- **Task directions**: Go to the line below containing "use crate::domain::view::client::View;" and print exactly from there through the line containing "use crate::error::SdkError;", both included. Print nothing else.

--- Recorded information Enclosed Below ---

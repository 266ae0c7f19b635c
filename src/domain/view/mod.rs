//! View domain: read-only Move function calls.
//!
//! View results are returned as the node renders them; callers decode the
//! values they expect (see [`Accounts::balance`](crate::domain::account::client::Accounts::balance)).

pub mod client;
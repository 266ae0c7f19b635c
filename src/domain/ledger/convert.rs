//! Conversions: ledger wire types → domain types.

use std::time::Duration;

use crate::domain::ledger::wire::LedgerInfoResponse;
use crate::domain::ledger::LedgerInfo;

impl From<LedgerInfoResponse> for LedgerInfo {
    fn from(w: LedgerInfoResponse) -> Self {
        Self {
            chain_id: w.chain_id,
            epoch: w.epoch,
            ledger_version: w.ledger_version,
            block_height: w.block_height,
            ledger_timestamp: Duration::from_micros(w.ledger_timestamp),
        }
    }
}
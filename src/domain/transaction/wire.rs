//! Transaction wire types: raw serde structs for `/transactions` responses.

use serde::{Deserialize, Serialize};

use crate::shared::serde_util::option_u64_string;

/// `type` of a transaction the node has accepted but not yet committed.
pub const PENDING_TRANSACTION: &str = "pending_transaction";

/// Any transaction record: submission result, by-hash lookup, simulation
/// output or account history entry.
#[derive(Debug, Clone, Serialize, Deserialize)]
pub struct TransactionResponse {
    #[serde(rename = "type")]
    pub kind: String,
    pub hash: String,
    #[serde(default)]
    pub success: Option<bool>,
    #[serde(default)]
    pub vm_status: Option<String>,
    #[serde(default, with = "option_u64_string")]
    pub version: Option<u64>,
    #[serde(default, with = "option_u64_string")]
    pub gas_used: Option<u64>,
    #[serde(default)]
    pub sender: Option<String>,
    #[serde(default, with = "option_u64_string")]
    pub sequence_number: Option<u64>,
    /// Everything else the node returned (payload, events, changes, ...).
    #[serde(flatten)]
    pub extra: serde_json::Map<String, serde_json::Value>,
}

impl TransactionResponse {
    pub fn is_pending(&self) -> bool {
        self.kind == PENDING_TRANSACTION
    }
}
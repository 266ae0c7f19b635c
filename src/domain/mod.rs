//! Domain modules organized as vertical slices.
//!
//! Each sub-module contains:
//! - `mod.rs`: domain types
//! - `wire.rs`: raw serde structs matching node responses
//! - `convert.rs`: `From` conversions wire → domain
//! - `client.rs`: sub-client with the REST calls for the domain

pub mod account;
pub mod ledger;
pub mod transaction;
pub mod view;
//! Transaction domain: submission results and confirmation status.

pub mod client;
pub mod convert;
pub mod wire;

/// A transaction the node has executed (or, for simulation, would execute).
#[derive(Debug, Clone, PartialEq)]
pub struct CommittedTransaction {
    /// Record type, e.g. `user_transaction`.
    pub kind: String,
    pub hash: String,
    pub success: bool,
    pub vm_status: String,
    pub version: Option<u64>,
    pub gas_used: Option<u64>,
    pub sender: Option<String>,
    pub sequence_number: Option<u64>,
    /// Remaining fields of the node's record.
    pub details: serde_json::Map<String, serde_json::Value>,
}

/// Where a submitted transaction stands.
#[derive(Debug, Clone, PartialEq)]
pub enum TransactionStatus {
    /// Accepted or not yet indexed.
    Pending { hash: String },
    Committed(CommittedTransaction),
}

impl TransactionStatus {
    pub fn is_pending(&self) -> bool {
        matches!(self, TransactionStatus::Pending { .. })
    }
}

--- End of Enclosed Recorded information ---
--- Recorded information Enclosed Below ---

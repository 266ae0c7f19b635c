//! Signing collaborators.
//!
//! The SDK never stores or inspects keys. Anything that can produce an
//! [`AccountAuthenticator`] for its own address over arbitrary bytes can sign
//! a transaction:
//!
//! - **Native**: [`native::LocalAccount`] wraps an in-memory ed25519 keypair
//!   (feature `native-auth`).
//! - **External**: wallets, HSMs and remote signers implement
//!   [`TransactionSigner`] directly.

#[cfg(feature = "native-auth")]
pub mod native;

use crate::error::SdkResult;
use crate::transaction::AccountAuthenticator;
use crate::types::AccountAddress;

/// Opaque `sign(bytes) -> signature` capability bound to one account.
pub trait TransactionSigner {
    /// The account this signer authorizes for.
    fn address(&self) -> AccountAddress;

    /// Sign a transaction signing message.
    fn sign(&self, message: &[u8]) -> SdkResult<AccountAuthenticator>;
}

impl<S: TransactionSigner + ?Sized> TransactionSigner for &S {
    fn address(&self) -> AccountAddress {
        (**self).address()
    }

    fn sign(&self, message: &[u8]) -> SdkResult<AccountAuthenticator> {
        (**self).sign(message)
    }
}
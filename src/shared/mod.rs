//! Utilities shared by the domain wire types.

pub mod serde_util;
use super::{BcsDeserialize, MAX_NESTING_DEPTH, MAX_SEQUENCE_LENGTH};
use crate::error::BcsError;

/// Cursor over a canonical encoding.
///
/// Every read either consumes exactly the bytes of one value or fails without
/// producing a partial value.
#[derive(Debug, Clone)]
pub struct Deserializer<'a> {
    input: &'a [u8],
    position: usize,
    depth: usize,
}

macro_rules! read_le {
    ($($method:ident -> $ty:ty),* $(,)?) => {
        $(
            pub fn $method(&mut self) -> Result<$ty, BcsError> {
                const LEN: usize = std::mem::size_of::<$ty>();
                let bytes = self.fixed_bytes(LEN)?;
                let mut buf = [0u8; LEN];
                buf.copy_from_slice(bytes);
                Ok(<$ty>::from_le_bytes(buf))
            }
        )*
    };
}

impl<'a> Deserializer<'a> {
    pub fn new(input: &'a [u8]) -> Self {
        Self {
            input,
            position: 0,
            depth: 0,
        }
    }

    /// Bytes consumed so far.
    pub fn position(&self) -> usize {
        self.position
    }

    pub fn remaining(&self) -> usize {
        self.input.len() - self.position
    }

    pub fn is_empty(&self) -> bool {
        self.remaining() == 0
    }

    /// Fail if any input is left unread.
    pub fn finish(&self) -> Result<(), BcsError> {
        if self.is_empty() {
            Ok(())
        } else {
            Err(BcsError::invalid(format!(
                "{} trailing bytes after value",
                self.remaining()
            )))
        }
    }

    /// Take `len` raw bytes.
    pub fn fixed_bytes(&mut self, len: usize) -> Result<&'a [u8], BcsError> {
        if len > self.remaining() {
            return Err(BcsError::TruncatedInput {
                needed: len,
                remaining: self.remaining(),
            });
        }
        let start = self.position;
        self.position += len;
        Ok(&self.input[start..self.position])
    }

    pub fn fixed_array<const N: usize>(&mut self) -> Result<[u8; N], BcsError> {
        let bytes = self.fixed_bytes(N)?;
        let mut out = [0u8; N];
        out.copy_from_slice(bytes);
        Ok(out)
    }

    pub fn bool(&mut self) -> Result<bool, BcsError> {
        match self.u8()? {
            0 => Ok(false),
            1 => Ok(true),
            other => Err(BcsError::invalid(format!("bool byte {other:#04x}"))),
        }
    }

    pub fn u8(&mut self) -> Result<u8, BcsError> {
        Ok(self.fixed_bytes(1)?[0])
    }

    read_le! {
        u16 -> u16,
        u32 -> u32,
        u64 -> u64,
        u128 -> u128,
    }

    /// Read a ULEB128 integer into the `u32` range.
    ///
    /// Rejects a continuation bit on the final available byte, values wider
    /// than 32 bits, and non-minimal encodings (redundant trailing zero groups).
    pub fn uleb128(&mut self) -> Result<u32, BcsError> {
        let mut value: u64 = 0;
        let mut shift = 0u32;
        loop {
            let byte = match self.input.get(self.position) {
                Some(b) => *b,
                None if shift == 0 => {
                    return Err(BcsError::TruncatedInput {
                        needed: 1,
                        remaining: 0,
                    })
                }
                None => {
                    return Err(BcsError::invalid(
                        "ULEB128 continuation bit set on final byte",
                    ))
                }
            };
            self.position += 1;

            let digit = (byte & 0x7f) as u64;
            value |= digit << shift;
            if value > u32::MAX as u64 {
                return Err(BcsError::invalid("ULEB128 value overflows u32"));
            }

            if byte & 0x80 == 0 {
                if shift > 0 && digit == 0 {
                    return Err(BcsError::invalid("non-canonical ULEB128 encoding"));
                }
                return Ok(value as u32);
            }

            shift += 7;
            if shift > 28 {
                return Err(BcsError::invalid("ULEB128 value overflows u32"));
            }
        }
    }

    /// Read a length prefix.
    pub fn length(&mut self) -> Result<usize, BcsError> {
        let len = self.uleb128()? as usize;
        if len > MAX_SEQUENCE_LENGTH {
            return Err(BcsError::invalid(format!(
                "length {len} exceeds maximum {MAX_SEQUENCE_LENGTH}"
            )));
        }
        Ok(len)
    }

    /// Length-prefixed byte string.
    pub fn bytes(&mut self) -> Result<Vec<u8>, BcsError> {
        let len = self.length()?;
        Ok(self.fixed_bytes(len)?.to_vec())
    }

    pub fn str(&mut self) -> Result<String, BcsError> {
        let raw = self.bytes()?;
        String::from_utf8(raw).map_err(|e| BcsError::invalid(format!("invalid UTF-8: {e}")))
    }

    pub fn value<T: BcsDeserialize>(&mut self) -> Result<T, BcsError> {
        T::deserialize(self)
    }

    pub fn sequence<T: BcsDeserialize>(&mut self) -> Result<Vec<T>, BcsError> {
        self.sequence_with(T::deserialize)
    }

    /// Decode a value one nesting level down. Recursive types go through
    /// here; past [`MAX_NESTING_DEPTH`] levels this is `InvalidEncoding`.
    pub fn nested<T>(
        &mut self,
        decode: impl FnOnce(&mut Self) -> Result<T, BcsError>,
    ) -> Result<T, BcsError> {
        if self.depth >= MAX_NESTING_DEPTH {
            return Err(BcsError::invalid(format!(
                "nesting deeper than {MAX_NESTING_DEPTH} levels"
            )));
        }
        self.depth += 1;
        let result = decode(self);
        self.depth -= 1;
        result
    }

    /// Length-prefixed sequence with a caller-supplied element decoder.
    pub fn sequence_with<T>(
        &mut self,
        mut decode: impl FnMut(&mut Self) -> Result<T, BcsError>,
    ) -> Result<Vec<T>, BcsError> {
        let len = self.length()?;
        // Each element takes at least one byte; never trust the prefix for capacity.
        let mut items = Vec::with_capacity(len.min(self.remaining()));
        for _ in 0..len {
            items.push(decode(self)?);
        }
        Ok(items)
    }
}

--- End of Enclosed Recorded information ---
--- Recorded information Enclosed Below ---

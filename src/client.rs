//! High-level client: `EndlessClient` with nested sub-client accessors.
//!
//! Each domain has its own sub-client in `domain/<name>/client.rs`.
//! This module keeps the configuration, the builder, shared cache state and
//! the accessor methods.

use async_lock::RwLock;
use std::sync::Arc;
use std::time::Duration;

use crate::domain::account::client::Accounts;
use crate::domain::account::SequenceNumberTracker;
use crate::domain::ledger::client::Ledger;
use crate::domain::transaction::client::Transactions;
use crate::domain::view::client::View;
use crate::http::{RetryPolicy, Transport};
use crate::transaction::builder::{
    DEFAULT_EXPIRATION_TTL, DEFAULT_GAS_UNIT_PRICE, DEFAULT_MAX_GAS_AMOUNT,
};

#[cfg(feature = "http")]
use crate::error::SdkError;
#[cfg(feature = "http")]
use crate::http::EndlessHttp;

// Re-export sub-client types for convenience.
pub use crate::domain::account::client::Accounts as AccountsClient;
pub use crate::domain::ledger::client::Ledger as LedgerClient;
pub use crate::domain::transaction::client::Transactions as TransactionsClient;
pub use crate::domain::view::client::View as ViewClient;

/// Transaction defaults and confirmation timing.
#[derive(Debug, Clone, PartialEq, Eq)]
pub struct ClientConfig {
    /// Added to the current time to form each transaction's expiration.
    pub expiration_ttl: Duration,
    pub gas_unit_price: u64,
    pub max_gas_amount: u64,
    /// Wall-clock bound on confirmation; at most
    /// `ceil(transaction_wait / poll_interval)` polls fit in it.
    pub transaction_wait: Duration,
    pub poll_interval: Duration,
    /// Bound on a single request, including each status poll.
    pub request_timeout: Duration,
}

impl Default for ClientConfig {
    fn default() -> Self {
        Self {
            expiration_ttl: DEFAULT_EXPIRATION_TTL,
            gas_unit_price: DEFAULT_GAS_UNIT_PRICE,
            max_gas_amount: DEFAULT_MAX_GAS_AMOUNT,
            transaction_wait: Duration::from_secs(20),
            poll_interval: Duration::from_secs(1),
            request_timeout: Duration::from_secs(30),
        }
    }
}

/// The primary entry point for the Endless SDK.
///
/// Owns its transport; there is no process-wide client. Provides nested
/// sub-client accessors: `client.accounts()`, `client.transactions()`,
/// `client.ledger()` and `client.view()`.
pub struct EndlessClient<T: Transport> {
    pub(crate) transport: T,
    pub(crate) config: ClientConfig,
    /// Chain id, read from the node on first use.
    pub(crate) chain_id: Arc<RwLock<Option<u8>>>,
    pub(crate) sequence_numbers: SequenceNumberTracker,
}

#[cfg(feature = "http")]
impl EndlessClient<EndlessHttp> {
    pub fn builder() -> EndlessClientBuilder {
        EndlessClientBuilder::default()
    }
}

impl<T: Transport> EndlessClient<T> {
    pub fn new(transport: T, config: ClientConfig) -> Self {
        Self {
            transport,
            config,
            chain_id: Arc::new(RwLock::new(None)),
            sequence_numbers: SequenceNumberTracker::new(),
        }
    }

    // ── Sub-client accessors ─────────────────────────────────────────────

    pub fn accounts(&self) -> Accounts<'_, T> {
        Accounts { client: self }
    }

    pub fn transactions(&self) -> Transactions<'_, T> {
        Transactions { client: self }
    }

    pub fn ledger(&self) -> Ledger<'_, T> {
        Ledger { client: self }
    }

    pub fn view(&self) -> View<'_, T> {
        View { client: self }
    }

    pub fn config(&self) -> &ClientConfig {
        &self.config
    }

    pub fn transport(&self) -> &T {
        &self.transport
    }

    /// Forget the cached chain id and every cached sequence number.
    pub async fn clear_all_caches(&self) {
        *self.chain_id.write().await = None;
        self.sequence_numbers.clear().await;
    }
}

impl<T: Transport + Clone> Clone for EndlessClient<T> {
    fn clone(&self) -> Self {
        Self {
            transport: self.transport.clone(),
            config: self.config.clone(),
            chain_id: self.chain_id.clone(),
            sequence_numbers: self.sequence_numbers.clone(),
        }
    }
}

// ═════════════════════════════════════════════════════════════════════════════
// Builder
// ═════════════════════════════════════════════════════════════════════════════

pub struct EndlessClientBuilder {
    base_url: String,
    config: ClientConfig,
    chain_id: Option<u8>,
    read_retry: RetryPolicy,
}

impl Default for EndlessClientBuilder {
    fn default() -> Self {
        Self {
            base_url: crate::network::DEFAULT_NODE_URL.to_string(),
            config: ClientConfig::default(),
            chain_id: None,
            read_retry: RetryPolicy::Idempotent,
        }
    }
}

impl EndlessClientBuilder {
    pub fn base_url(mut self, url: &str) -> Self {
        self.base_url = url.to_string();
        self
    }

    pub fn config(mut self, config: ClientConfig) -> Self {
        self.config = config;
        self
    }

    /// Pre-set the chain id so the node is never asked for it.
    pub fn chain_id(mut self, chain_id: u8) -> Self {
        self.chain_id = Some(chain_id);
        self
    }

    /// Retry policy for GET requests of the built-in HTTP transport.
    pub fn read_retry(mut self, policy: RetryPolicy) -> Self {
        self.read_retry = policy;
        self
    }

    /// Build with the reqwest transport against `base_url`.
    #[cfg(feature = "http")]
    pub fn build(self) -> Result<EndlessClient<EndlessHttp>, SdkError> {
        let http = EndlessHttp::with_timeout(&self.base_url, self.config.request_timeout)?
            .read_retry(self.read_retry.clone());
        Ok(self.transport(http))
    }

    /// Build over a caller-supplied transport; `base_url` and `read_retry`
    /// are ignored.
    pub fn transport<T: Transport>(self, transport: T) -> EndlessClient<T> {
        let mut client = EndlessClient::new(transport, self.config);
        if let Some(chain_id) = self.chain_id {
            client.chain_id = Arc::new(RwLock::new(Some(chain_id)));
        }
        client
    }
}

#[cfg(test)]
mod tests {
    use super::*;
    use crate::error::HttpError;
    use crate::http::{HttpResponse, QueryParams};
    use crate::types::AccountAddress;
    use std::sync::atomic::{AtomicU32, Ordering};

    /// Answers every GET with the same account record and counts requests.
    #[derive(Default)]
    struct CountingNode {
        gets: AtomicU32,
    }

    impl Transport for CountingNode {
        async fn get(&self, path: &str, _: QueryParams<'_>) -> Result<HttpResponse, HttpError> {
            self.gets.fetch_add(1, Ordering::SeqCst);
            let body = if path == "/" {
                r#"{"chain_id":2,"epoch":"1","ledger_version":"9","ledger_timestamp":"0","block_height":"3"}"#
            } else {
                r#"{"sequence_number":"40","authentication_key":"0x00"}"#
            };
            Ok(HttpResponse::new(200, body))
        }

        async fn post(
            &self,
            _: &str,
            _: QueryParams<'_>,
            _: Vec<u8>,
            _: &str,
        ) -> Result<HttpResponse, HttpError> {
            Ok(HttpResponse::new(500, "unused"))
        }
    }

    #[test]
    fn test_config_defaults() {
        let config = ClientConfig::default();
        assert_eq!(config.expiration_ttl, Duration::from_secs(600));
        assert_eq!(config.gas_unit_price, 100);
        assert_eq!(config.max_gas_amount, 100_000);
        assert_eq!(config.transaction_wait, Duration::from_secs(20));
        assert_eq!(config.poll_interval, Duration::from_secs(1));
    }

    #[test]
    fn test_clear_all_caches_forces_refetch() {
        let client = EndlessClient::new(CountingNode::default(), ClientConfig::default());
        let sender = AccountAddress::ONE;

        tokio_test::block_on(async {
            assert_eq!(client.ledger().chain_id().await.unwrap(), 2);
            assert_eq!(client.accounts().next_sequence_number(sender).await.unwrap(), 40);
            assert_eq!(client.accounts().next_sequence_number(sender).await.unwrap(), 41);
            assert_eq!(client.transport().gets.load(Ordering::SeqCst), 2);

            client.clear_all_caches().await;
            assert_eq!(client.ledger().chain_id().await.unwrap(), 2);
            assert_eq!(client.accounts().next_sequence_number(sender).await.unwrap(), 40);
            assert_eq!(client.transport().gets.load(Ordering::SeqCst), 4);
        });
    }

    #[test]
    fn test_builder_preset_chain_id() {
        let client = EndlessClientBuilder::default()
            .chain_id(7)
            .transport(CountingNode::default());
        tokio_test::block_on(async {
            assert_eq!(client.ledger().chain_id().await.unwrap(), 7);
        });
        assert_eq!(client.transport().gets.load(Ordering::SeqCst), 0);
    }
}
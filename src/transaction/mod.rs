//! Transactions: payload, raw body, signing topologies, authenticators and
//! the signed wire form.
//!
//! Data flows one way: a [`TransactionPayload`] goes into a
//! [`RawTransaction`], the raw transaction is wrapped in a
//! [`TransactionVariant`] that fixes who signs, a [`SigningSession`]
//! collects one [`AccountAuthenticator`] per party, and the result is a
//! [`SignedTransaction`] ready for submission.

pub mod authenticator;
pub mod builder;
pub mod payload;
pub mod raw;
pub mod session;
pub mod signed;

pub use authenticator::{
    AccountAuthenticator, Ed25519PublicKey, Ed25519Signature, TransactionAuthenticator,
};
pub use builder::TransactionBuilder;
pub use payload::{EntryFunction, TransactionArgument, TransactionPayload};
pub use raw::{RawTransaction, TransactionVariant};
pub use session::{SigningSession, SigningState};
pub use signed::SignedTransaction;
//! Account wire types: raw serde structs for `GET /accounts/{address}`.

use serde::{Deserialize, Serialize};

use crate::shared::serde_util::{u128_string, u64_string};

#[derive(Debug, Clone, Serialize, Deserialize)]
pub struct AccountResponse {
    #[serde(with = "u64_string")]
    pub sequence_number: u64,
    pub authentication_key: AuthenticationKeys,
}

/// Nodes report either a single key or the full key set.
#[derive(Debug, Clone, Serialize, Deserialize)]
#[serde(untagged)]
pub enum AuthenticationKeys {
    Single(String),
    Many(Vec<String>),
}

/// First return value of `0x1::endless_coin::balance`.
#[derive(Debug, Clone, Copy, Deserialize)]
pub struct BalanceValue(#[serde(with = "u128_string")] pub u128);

--- End of Enclosed Recorded information ---

- **Solution to this task**:
use crate::domain::view::client::View;
use crate::http::{RetryPolicy, Transport};
use crate::transaction::builder::{
    DEFAULT_EXPIRATION_TTL, DEFAULT_GAS_UNIT_PRICE, DEFAULT_MAX_GAS_AMOUNT,
};

#[cfg(feature = "http")]
use crate::error::SdkError;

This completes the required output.